**Problem details:**
From the records below, copy out exactly the lines from the one containing "true, id, body" to the one containing "peer will retry", both included. Add nothing else.

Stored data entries
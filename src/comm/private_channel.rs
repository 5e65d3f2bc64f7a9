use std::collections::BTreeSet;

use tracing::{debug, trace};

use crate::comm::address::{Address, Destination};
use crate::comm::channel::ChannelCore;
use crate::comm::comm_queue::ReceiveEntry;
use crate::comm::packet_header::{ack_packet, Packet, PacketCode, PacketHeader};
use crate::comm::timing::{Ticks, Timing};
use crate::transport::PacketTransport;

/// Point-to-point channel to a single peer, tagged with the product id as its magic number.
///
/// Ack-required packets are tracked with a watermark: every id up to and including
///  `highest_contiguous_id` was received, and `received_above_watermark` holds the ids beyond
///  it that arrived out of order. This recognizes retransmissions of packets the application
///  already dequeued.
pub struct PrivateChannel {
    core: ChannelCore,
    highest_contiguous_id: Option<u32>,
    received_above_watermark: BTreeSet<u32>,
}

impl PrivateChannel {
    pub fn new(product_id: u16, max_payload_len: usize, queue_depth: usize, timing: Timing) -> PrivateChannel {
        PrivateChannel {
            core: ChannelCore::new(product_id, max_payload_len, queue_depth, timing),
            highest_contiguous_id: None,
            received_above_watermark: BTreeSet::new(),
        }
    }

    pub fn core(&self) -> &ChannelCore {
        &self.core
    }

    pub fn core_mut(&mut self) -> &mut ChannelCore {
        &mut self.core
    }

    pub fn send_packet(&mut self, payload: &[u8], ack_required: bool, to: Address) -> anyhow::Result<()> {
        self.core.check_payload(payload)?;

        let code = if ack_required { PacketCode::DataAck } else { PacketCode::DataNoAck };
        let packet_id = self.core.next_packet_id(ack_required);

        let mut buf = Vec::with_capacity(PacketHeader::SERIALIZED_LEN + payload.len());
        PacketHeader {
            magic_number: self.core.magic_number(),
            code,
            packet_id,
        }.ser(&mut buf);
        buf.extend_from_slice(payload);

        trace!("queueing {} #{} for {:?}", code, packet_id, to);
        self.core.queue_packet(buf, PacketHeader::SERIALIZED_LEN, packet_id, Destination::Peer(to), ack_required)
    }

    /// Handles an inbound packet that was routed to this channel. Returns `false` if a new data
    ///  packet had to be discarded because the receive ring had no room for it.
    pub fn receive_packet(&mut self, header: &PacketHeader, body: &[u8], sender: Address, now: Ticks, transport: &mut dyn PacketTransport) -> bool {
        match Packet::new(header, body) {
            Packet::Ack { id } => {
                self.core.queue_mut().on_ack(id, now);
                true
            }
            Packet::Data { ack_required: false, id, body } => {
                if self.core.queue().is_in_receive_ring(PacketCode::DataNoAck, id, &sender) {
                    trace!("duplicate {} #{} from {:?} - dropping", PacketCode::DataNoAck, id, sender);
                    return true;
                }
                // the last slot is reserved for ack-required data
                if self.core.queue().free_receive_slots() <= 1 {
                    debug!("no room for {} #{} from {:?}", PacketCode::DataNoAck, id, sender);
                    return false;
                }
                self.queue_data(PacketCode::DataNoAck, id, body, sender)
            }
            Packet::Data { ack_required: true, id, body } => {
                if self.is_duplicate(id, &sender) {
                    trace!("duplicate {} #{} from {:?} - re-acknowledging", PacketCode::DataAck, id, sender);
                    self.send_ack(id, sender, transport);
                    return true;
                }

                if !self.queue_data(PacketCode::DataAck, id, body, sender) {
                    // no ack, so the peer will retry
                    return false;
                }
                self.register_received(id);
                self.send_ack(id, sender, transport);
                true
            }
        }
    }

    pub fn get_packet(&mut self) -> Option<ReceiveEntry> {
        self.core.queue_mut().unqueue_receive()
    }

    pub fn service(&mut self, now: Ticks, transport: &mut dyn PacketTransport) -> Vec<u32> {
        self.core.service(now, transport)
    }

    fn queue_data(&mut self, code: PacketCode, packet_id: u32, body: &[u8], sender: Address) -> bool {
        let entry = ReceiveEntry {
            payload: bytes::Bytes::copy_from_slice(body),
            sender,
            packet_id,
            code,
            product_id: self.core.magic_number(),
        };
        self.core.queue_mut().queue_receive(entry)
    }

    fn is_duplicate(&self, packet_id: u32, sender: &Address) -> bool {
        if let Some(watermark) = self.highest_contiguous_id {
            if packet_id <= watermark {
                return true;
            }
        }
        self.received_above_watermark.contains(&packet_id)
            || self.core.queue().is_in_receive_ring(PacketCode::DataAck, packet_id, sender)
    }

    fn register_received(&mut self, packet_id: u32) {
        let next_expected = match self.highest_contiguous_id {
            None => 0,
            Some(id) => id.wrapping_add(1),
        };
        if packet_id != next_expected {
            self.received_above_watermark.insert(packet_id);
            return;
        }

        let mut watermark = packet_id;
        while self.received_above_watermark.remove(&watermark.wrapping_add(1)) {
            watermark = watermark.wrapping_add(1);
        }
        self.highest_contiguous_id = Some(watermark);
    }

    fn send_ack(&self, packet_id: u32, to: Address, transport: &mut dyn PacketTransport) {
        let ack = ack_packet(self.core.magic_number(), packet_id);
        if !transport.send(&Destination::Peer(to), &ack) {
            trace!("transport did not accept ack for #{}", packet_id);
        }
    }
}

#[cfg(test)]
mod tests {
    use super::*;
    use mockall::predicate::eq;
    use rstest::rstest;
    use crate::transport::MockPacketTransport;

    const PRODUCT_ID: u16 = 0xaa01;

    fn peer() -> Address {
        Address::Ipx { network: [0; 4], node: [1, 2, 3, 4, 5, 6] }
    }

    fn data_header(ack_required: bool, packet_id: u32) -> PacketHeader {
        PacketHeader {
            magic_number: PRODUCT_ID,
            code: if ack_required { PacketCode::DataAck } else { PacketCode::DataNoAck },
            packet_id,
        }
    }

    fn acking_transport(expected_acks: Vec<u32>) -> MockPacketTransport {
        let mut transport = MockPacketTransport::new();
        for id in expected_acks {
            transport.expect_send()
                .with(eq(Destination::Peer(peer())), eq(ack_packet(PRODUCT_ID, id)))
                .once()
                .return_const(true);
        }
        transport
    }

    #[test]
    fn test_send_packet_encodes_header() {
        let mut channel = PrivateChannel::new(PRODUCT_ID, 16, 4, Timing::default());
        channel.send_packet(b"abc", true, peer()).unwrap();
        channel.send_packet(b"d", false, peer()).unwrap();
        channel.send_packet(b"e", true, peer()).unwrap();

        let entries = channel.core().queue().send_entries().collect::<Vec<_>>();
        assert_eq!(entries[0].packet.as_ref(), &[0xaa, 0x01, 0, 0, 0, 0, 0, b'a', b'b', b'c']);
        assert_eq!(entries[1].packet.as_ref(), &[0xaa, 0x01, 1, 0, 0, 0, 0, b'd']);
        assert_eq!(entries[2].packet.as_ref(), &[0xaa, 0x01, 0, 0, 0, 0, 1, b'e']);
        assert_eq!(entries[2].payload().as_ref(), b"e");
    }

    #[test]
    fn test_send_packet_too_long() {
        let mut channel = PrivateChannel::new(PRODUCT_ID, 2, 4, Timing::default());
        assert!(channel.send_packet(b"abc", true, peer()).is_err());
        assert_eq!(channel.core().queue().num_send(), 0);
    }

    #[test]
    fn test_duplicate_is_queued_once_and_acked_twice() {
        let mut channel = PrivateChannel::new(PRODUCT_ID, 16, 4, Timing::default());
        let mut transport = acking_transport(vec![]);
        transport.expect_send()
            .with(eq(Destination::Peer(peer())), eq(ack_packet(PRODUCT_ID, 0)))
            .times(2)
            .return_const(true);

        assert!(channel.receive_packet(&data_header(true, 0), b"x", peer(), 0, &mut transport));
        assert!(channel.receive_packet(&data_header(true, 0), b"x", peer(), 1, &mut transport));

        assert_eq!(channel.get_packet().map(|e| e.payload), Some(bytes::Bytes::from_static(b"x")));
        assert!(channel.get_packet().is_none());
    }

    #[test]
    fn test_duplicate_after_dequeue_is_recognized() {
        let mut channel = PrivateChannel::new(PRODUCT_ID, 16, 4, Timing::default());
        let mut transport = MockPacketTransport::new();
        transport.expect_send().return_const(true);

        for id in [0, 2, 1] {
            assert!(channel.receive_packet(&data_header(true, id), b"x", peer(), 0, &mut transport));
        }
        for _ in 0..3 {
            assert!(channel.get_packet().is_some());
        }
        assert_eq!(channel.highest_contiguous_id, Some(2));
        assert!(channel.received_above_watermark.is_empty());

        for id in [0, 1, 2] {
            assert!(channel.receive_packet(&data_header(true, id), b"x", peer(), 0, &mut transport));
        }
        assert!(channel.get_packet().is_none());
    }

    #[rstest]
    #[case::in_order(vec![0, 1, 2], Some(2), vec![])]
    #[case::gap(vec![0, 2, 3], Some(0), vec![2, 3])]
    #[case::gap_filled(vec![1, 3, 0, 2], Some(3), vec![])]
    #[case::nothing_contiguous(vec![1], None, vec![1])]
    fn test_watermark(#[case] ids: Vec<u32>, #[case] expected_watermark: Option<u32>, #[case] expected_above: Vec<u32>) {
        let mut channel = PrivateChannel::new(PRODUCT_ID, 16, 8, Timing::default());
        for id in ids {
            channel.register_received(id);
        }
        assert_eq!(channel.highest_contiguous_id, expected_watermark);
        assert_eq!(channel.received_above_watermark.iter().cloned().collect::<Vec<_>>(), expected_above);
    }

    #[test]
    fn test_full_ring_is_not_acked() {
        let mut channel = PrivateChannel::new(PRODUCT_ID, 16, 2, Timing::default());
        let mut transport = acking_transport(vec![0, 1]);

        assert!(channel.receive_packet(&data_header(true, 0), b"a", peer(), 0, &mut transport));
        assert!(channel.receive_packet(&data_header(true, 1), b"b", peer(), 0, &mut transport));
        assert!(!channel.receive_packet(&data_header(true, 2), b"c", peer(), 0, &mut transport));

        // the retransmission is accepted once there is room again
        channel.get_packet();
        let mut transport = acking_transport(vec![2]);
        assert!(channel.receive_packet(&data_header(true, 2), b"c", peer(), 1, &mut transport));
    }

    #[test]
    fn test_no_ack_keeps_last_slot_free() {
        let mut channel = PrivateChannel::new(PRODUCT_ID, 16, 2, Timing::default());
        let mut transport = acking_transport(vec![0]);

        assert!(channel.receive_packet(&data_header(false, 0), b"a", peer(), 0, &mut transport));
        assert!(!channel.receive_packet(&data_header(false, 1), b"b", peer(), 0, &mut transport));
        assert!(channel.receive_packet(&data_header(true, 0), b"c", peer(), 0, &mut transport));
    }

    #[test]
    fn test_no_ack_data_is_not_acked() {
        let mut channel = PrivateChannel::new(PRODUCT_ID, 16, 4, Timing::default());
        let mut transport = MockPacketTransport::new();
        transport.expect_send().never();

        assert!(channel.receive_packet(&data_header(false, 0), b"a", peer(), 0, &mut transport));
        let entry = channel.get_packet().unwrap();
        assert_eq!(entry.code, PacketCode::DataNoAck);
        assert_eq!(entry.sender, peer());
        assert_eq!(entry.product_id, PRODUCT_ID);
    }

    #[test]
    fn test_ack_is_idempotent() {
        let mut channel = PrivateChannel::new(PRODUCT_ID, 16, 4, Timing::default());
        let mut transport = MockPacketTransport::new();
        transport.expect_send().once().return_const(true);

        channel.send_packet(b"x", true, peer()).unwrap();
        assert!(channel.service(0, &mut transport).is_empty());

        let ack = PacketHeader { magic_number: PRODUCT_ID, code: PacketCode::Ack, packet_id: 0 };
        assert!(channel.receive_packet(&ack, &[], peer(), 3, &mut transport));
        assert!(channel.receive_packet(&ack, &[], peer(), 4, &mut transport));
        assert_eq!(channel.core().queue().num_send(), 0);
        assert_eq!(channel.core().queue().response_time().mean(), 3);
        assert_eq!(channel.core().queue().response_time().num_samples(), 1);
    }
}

**Solved problem:**
            Packet::Data { ack_required: true, id, body } => {
                if self.is_duplicate(id, &sender) {
                    trace!("duplicate {} #{} from {:?} - re-acknowledging", PacketCode::DataAck, id, sender);
                    self.send_ack(id, sender, transport);
                    return true;
                }

                if !self.queue_data(PacketCode::DataAck, id, body, sender) {
                    // no ack, so the peer will retry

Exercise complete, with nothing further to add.